Uitspraak
GERECHTSHOF ARNHEM-LEEUWARDEN
1.[geïntimeerde sub 1] B.V.,
[geïntimeerde sub 2] B.V.,
[geïntimeerde sub 3],
Gerechtshof Arnhem-Leeuwarden
In deze zaak gaat het om een hoger beroep tegen een kort geding vonnis van de rechtbank Gelderland, waarin de voorzieningenrechter de vordering van de appellant tot ontruiming van een bedrijfsruimte heeft afgewezen. De appellant, een ijzer- en staalschroothandel, had de locatie in gebruik genomen na de faillietverklaring van de eerdere eigenaar, [naam schroothandel] B.V. De appellant vorderde in kort geding dat de geïntimeerden de locatie zouden ontruimen, maar de voorzieningenrechter oordeelde dat niet voldoende aannemelijk was dat de geïntimeerden onrechtmatig gebruik maakten van de locatie.
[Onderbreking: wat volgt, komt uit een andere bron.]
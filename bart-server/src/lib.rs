//! BART departure board server.
//!
//! A web application that answers: "when does the next train leave this
//! station, and when will it get me to my destination?" Live countdowns
//! come from the real-time feed; arrival times add the fastest scheduled
//! trip duration.

pub mod bart;
pub mod board;
pub mod cache;
pub mod config;
pub mod domain;
pub mod poll;
pub mod web;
De appellant ging in hoger beroep, waarbij vijf grieven werden aangevoerd en verzocht om vernietiging van het vonnis en toewijzing van de vorderingen.
Het hof heeft vastgesteld dat er inmiddels een eindvonnis was gewezen in de bodemprocedure, waarin de geïntimeerden onrechtmatig handelen was vastgesteld. Het hof oordeelde dat de rechtsverhouding tussen partijen bindend was vastgesteld door de bodemrechter, en dat de kortgedingrechter zijn beslissing diende af te stemmen op het oordeel van de bodemrechter. Aangezien de vordering tot ontruiming in de bodemprocedure was toegewezen, had de appellant in het hoger beroep van het kort geding geen belang meer bij zijn vordering. Het hof bekrachtigde het vonnis van de voorzieningenrechter, met uitzondering van de proceskostenveroordeling, die werd gecompenseerd.
De uitspraak benadrukt de afstemmingsregel tussen kort geding en bodemprocedure, en hoe deze van invloed is op de beslissingen van de rechter in hoger beroep. Het hof heeft de grieven van de appellant niet verder besproken, omdat de uitkomst van de bodemprocedure leidend was voor de beslissing in het hoger beroep.